First find the line with "for ((&index, &chunk_dim), _)" in the entries below, then set down exactly every line through the line with "fn topography_bathymetry(&self, points: &[[f64;", that line included.

Collected data:
#####

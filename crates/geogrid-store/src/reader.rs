//! Vertex-level reads over a chunked dataset.
//!
//! Queries touch eight corner vertices per interpolation; fetching whole
//! sub-rectangles for that would decompress the same chunks over and
//! over. The reader pulls chunks on demand and keeps the decompressed
//! data in a memory-bounded LRU cache.

use std::cell::RefCell;
use std::sync::Arc;

use zarrs::array::Array;
use zarrs_filesystem::FilesystemStore;

use geogrid_common::{GeogridError, Result};

use crate::cache::{CacheStats, ChunkCache};

/// Chunk-cached reader over one dataset.
pub struct GridReader {
    array: Array<FilesystemStore>,
    shape: Vec<u64>,
    chunk_shape: Vec<u64>,
    cache: RefCell<ChunkCache>,
}

impl GridReader {
    /// Wrap an open array with a cache bounded by `cache_bytes`.
    pub fn new(array: Array<FilesystemStore>, cache_bytes: usize) -> Result<Self> {
        let shape = array.shape().to_vec();
        let origin = vec![0u64; shape.len()];
        let chunk_shape = array
            .chunk_grid()
            .chunk_shape(&origin, &shape)
            .map_err(|err| GeogridError::io(format!("cannot read chunk grid: {err}")))?
            .ok_or_else(|| GeogridError::io("dataset has no chunk shape"))?;
        let chunk_shape: Vec<u64> = chunk_shape.iter().map(|dim| dim.get()).collect();
        Ok(Self {
            array,
            shape,
            chunk_shape,
            cache: RefCell::new(ChunkCache::new(cache_bytes)),
        })
    }

    /// Dataset shape.
    pub fn shape(&self) -> &[u64] {
        &self.shape
    }

    /// Fetch one chunk, decompressing on a cache miss.
    fn chunk(&self, chunk_indices: &[u64]) -> Result<Arc<Vec<f32>>> {
        let key = chunk_indices.to_vec();
        if let Some(data) = self.cache.borrow_mut().get(&key) {
            return Ok(data);
        }
        let data: Vec<f32> = self
            .array
            .retrieve_chunk_elements(chunk_indices)
            .map_err(|err| {
                GeogridError::io(format!("cannot read chunk {chunk_indices:?}: {err}"))
            })?;
        let data = Arc::new(data);
        self.cache.borrow_mut().insert(key, data.clone());
        Ok(data)
    }

    /// Read the value at one vertex.
    ///
    /// `indices` must have the dataset's rank and lie inside its shape.
    pub fn value_at(&self, indices: &[u64]) -> Result<f32> {
        if indices.len() != self.shape.len() {
            return Err(GeogridError::io(format!(
                "vertex rank {} does not match dataset rank {}",
                indices.len(),
                self.shape.len()
            )));
        }
        for (axis, (&index, &dim)) in indices.iter().zip(self.shape.iter()).enumerate() {
            if index >= dim {
                return Err(GeogridError::io(format!(
                    "vertex index {index} out of bounds on axis {axis} (size {dim})"
                )));
            }
        }

        let chunk_indices: Vec<u64> = indices
            .iter()
            .zip(self.chunk_shape.iter())
            .map(|(&index, &chunk_dim)| index / chunk_dim)
            .collect();
        let data = self.chunk(&chunk_indices)?;

        // Stored chunks are always full-size; edge chunks carry fill
        // values past the array bounds, so intra-chunk strides are uniform.
        let mut offset = 0u64;
        for ((&index, &chunk_dim), _) in indices
            .iter()
            .zip(self.chunk_shape.iter())
            .zip(self.shape.iter())
        {
            offset = offset * chunk_dim + (index % chunk_dim);
        }
        data.get(offset as usize).copied().ok_or_else(|| {
            GeogridError::io(format!("vertex {indices:?} missing from chunk payload"))
        })
    }

    /// Cache statistics for this reader.
    pub fn cache_stats(&self) -> CacheStats {
        self.cache.borrow().stats()
    }
}
//! Contract between the builder and a data source.
//!
//! A data source produces surface elevations and block values at
//! physical-frame model coordinates. Sources are registered by name; the
//! configuration selects one via `geomodelgrids.data_source`.

use geogrid_common::{Config, GeogridError, Result};
use geogrid_model::Block;

use crate::analytic::AnalyticDataSource;

/// Producer of surface elevations and block values.
///
/// All point arrays are physical-frame model coordinates, ordered to
/// match the batch window that generated them (y fastest for surfaces;
/// z fastest, then y, then x for blocks). Returned arrays align
/// one-to-one with the input points.
pub trait DataSource {
    /// One-time setup before any batch is requested.
    fn initialize(&mut self) -> Result<()> {
        Ok(())
    }

    /// Extra producer-defined metadata merged into the model's
    /// `auxiliary` attribute before the domain is written.
    fn auxiliary(&self) -> Option<serde_json::Value> {
        None
    }

    /// Elevation of the model top at the given points.
    ///
    /// `None` means the source does not define this surface; the builder
    /// skips its construction entirely.
    fn top_surface(&self, points: &[[f64; 3]]) -> Result<Option<Vec<f32>>>;

    /// Elevation of topography/bathymetry at the given points.
    fn topography_bathymetry(&self, points: &[[f64; 3]]) -> Result<Option<Vec<f32>>>;

    /// Model values at the given block points.
    ///
    /// `depth_elevation`, when present, holds the elevation of the
    /// depth-defining surface for each xy column of the batch window so
    /// sources keyed by depth below ground can convert. The result holds
    /// `points.len() * block.num_values()` values, value index fastest.
    fn values(
        &self,
        block: &Block,
        points: &[[f64; 3]],
        depth_elevation: Option<&[f64]>,
    ) -> Result<Vec<f32>>;
}

/// Instantiate the data source named by the configuration.
pub fn resolve_data_source(config: &Config) -> Result<Box<dyn DataSource>> {
    let name = config.get_str("geomodelgrids", "data_source")?;
    match name {
        "analytic" => Ok(Box::new(AnalyticDataSource::new())),
        other => Err(GeogridError::bad_config(format!(
            "unknown data source '{other}' (registered: analytic)"
        ))),
    }
}
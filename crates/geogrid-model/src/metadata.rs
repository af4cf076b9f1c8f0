//! Typed model metadata.
//!
//! A flat immutable record built once from the configuration at build
//! time and once from the root attributes at load time. Authors and
//! references are `|`-delimited lists in configuration; all other list
//! fields use commas.

use serde_json::{json, Value};

use geogrid_common::config::string_to_list;
use geogrid_common::{Config, GeogridError, Result};
use geogrid_store::attrs::{self, AttrMap};

/// Configuration section holding the descriptive metadata.
pub const METADATA_SECTION: &str = "geomodelgrids";

/// The only supported data layout.
pub const LAYOUT_VERTEX: &str = "vertex";

/// Descriptive, data, and coordinate metadata of one model.
#[derive(Debug, Clone, PartialEq)]
pub struct ModelMetadata {
    // Description
    pub title: String,
    pub id: String,
    pub description: String,
    pub keywords: Vec<String>,
    pub history: String,
    pub comment: String,
    pub version: String,

    // Attribution
    pub creator_name: String,
    pub creator_institution: String,
    pub creator_email: String,
    pub acknowledgement: String,
    pub authors: Vec<String>,
    pub references: Vec<String>,
    pub repository_name: String,
    pub repository_url: String,
    pub repository_doi: String,
    pub license: String,

    // Data
    pub data_values: Vec<String>,
    pub data_units: Vec<String>,
    pub data_layout: String,

    // Coordinate system
    pub crs: String,
    pub origin_x: f64,
    pub origin_y: f64,
    pub y_azimuth: f64,

    // Domain dimensions
    pub dim_x: f64,
    pub dim_y: f64,
    pub dim_z: f64,

    // Free-form producer-defined payload
    pub auxiliary: Option<Value>,
}

impl ModelMetadata {
    /// Build metadata from a configuration map.
    pub fn from_config(config: &Config) -> Result<Self> {
        let section = METADATA_SECTION;
        let get = |key: &str| config.get_str(section, key).map(str::to_string);
        let get_opt = |key: &str| config.get_opt(section, key).unwrap_or("").to_string();

        let auxiliary = match config.get_opt("data", "auxiliary") {
            Some(raw) => Some(serde_json::from_str(raw).map_err(|err| {
                GeogridError::bad_config(format!("auxiliary is not valid JSON: {err}"))
            })?),
            None => None,
        };

        let metadata = Self {
            title: get("title")?,
            id: get("id")?,
            description: get("description")?,
            keywords: string_to_list(config.get_str(section, "keywords")?, ','),
            history: get_opt("history"),
            comment: get_opt("comment"),
            version: get("version")?,
            creator_name: get("creator_name")?,
            creator_institution: get("creator_institution")?,
            creator_email: get("creator_email")?,
            acknowledgement: get("acknowledgement")?,
            authors: string_to_list(config.get_str(section, "authors")?, '|'),
            references: string_to_list(config.get_str(section, "references")?, '|'),
            repository_name: get_opt("repository_name"),
            repository_url: get_opt("repository_url"),
            repository_doi: get_opt("repository_doi"),
            license: get("license")?,
            data_values: config.get_list("data", "values")?,
            data_units: config.get_list("data", "units")?,
            data_layout: config
                .get_opt("data", "layout")
                .unwrap_or(LAYOUT_VERTEX)
                .to_string(),
            crs: config.get_str("coordsys", "crs")?.to_string(),
            origin_x: config.get_f64("coordsys", "origin_x")?,
            origin_y: config.get_f64("coordsys", "origin_y")?,
            y_azimuth: config.get_f64("coordsys", "y_azimuth")?,
            dim_x: config.get_f64("domain", "dim_x")?,
            dim_y: config.get_f64("domain", "dim_y")?,
            dim_z: config.get_f64("domain", "dim_z")?,
            auxiliary,
        };
        metadata.validate()?;
        Ok(metadata)
    }

    /// Check the structural invariants.
    pub fn validate(&self) -> Result<()> {
        if self.data_values.len() != self.data_units.len() {
            return Err(GeogridError::bad_config(format!(
                "{} data values but {} units",
                self.data_values.len(),
                self.data_units.len()
            )));
        }
        if self.data_values.is_empty() {
            return Err(GeogridError::bad_config("no data values declared"));
        }
        if self.data_layout != LAYOUT_VERTEX {
            return Err(GeogridError::bad_config(format!(
                "unsupported data layout '{}'",
                self.data_layout
            )));
        }
        if !(self.dim_x > 0.0 && self.dim_y > 0.0 && self.dim_z > 0.0) {
            return Err(GeogridError::bad_config(format!(
                "domain dimensions must be positive, got ({}, {}, {})",
                self.dim_x, self.dim_y, self.dim_z
            )));
        }
        if !(0.0..360.0).contains(&self.y_azimuth) {
            return Err(GeogridError::bad_config(format!(
                "y_azimuth must lie in [0, 360), got {}",
                self.y_azimuth
            )));
        }
        Ok(())
    }

    /// Prepend a timestamped line to the history.
    pub fn stamp_history(&mut self, action: &str) {
        let stamp = chrono::Utc::now().format("%Y-%m-%dT%H:%M:%SZ");
        let line = format!("{stamp} {action}");
        if self.history.is_empty() {
            self.history = line;
        } else {
            self.history = format!("{line}\n{}", self.history);
        }
    }

    /// Number of stored values per vertex.
    pub fn num_values(&self) -> usize {
        self.data_values.len()
    }

    /// Column index of a named value (case-insensitive).
    pub fn value_index(&self, name: &str) -> Option<usize> {
        self.data_values
            .iter()
            .position(|value| value.eq_ignore_ascii_case(name))
    }

    /// Serialize every field as root attributes.
    pub fn to_attrs(&self) -> AttrMap {
        let mut out = AttrMap::new();
        out.insert("title".into(), json!(self.title));
        out.insert("id".into(), json!(self.id));
        out.insert("description".into(), json!(self.description));
        out.insert("keywords".into(), json!(self.keywords));
        out.insert("history".into(), json!(self.history));
        out.insert("comment".into(), json!(self.comment));
        out.insert("version".into(), json!(self.version));
        out.insert("creator_name".into(), json!(self.creator_name));
        out.insert("creator_institution".into(), json!(self.creator_institution));
        out.insert("creator_email".into(), json!(self.creator_email));
        out.insert("acknowledgement".into(), json!(self.acknowledgement));
        out.insert("authors".into(), json!(self.authors));
        out.insert("references".into(), json!(self.references));
        out.insert("repository_name".into(), json!(self.repository_name));
        out.insert("repository_url".into(), json!(self.repository_url));
        out.insert("repository_doi".into(), json!(self.repository_doi));
        out.insert("license".into(), json!(self.license));
        out.insert("data_values".into(), json!(self.data_values));
        out.insert("data_units".into(), json!(self.data_units));
        out.insert("data_layout".into(), json!(self.data_layout));
        out.insert("crs".into(), json!(self.crs));
        out.insert("origin_x".into(), json!(self.origin_x));
        out.insert("origin_y".into(), json!(self.origin_y));
        out.insert("y_azimuth".into(), json!(self.y_azimuth));
        out.insert("dim_x".into(), json!(self.dim_x));
        out.insert("dim_y".into(), json!(self.dim_y));
        out.insert("dim_z".into(), json!(self.dim_z));
        if let Some(auxiliary) = &self.auxiliary {
            // Canonical JSON text, parsed back on load.
            out.insert("auxiliary".into(), json!(auxiliary.to_string()));
        }
        out
    }

    /// Reconstruct metadata from root attributes.
    pub fn from_attrs(root: &AttrMap) -> Result<Self> {
        let auxiliary = match attrs::get_str_opt(root, "auxiliary") {
            Some(raw) => Some(serde_json::from_str(&raw).map_err(|err| {
                GeogridError::io(format!("stored auxiliary attribute is not JSON: {err}"))
            })?),
            None => None,
        };
        let metadata = Self {
            title: attrs::get_str(root, "title")?,
            id: attrs::get_str(root, "id")?,
            description: attrs::get_str(root, "description")?,
            keywords: attrs::get_str_list(root, "keywords")?,
            history: attrs::get_str_opt(root, "history").unwrap_or_default(),
            comment: attrs::get_str_opt(root, "comment").unwrap_or_default(),
            version: attrs::get_str(root, "version")?,
            creator_name: attrs::get_str(root, "creator_name")?,
            creator_institution: attrs::get_str(root, "creator_institution")?,
            creator_email: attrs::get_str(root, "creator_email")?,
            acknowledgement: attrs::get_str(root, "acknowledgement")?,
            authors: attrs::get_str_list(root, "authors")?,
            references: attrs::get_str_list(root, "references")?,
            repository_name: attrs::get_str_opt(root, "repository_name").unwrap_or_default(),
            repository_url: attrs::get_str_opt(root, "repository_url").unwrap_or_default(),
            repository_doi: attrs::get_str_opt(root, "repository_doi").unwrap_or_default(),
            license: attrs::get_str(root, "license")?,
            data_values: attrs::get_str_list(root, "data_values")?,
            data_units: attrs::get_str_list(root, "data_units")?,
            data_layout: attrs::get_str_opt(root, "data_layout")
                .unwrap_or_else(|| LAYOUT_VERTEX.to_string()),
            crs: attrs::get_str(root, "crs")?,
            origin_x: attrs::get_f64(root, "origin_x")?,
            origin_y: attrs::get_f64(root, "origin_y")?,
            y_azimuth: attrs::get_f64(root, "y_azimuth")?,
            dim_x: attrs::get_f64(root, "dim_x")?,
            dim_y: attrs::get_f64(root, "dim_y")?,
            dim_z: attrs::get_f64(root, "dim_z")?,
            auxiliary,
        };
        metadata.validate()?;
        Ok(metadata)
    }
}

#[cfg(test)]
pub(crate) mod tests {
    use super::*;

    pub(crate) fn sample_config() -> Config {
        let mut config = Config::new();
        config
            .merge_text(
                r#"
[geomodelgrids]
filename = model.geogrid
title = Test model
id = test-model
description = One-block test model
keywords = [seismic, velocity]
version = 1.0.0
creator_name = Test Author
creator_email = author@example.org
creator_institution = Example Institution
acknowledgement = Funded by tests
authors = [First Author | Second Author]
references = [Reference one | Reference two]
repository_name = Example Repo
repository_url = https://example.org/repo
repository_doi = 10.0000/example
license = CC0

[coordsys]
crs = EPSG:26910
origin_x = 590000.0
origin_y = 4150000.0
y_azimuth = 90.0

[data]
values = [one, two]
units = [m, m/s]
layout = vertex

[domain]
dim_x = 32000.0
dim_y = 40000.0
dim_z = 5000.0
"#,
                "test",
            )
            .unwrap();
        config
    }

    #[test]
    fn test_from_config() {
        let metadata = ModelMetadata::from_config(&sample_config()).unwrap();
        assert_eq!(metadata.title, "Test model");
        assert_eq!(metadata.keywords, vec!["seismic", "velocity"]);
        assert_eq!(metadata.authors, vec!["First Author", "Second Author"]);
        assert_eq!(metadata.references, vec!["Reference one", "Reference two"]);
        assert_eq!(metadata.data_values, vec!["one", "two"]);
        assert_eq!(metadata.data_units, vec!["m", "m/s"]);
        assert_eq!(metadata.y_azimuth, 90.0);
        assert_eq!(metadata.dim_z, 5000.0);
        assert!(metadata.auxiliary.is_none());
    }

    #[test]
    fn test_values_units_mismatch() {
        let mut config = sample_config();
        config.set("data", "units", "[m]");
        assert!(matches!(
            ModelMetadata::from_config(&config),
            Err(GeogridError::BadConfig(_))
        ));
    }

    #[test]
    fn test_azimuth_range() {
        let mut config = sample_config();
        config.set("coordsys", "y_azimuth", "360.0");
        assert!(ModelMetadata::from_config(&config).is_err());
        config.set("coordsys", "y_azimuth", "-10.0");
        assert!(ModelMetadata::from_config(&config).is_err());
        config.set("coordsys", "y_azimuth", "0.0");
        assert!(ModelMetadata::from_config(&config).is_ok());
    }

    #[test]
    fn test_attrs_roundtrip() {
        let mut metadata = ModelMetadata::from_config(&sample_config()).unwrap();
        metadata.auxiliary = Some(serde_json::json!({"zone_ids": [1, 2, 3]}));
        let restored = ModelMetadata::from_attrs(&metadata.to_attrs()).unwrap();
        assert_eq!(restored, metadata);
    }

    #[test]
    fn test_value_index() {
        let metadata = ModelMetadata::from_config(&sample_config()).unwrap();
        assert_eq!(metadata.value_index("one"), Some(0));
        assert_eq!(metadata.value_index("TWO"), Some(1));
        assert_eq!(metadata.value_index("three"), None);
    }

    #[test]
    fn test_stamp_history() {
        let mut metadata = ModelMetadata::from_config(&sample_config()).unwrap();
        metadata.stamp_history("created model");
        assert!(metadata.history.contains("created model"));
        metadata.stamp_history("updated metadata");
        let mut lines = metadata.history.lines();
        assert!(lines.next().unwrap().contains("updated metadata"));
        assert!(lines.next().unwrap().contains("created model"));
    }

    #[test]
    fn test_auxiliary_from_config() {
        let mut config = sample_config();
        config.set("data", "auxiliary", r#"{"fault_block_ids": {"1": "north"}}"#);
        let metadata = ModelMetadata::from_config(&config).unwrap();
        let auxiliary = metadata.auxiliary.unwrap();
        assert_eq!(auxiliary["fault_block_ids"]["1"], "north");
    }
}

#####

» Solution to the problem
        for ((&index, &chunk_dim), _) in indices
            .iter()
            .zip(self.chunk_shape.iter())
            .zip(self.shape.iter())
        {
            offset = offset * chunk_dim + (index % chunk_dim);
        }
        data.get(offset as usize).copied().ok_or_else(|| {
            GeogridError::io(format!("vertex {indices:?} missing from chunk payload"))
        })
    }

    /// Cache statistics for this reader.
    pub fn cache_stats(&self) -> CacheStats {
        self.cache.borrow().stats()
    }
}
//! Contract between the builder and a data source.
//!
//! A data source produces surface elevations and block values at
//! physical-frame model coordinates. Sources are registered by name; the
//! configuration selects one via `geomodelgrids.data_source`.

use geogrid_common::{Config, GeogridError, Result};
use geogrid_model::Block;

use crate::analytic::AnalyticDataSource;

/// Producer of surface elevations and block values.
///
/// All point arrays are physical-frame model coordinates, ordered to
/// match the batch window that generated them (y fastest for surfaces;
/// z fastest, then y, then x for blocks). Returned arrays align
/// one-to-one with the input points.
pub trait DataSource {
    /// One-time setup before any batch is requested.
    fn initialize(&mut self) -> Result<()> {
        Ok(())
    }

    /// Extra producer-defined metadata merged into the model's
    /// `auxiliary` attribute before the domain is written.
    fn auxiliary(&self) -> Option<serde_json::Value> {
        None
    }

    /// Elevation of the model top at the given points.
    ///
    /// `None` means the source does not define this surface; the builder
    /// skips its construction entirely.
    fn top_surface(&self, points: &[[f64; 3]]) -> Result<Option<Vec<f32>>>;

    /// Elevation of topography/bathymetry at the given points.
    fn topography_bathymetry(&self, points: &[[f64; 3]]) -> Result<Option<Vec<f32>>>;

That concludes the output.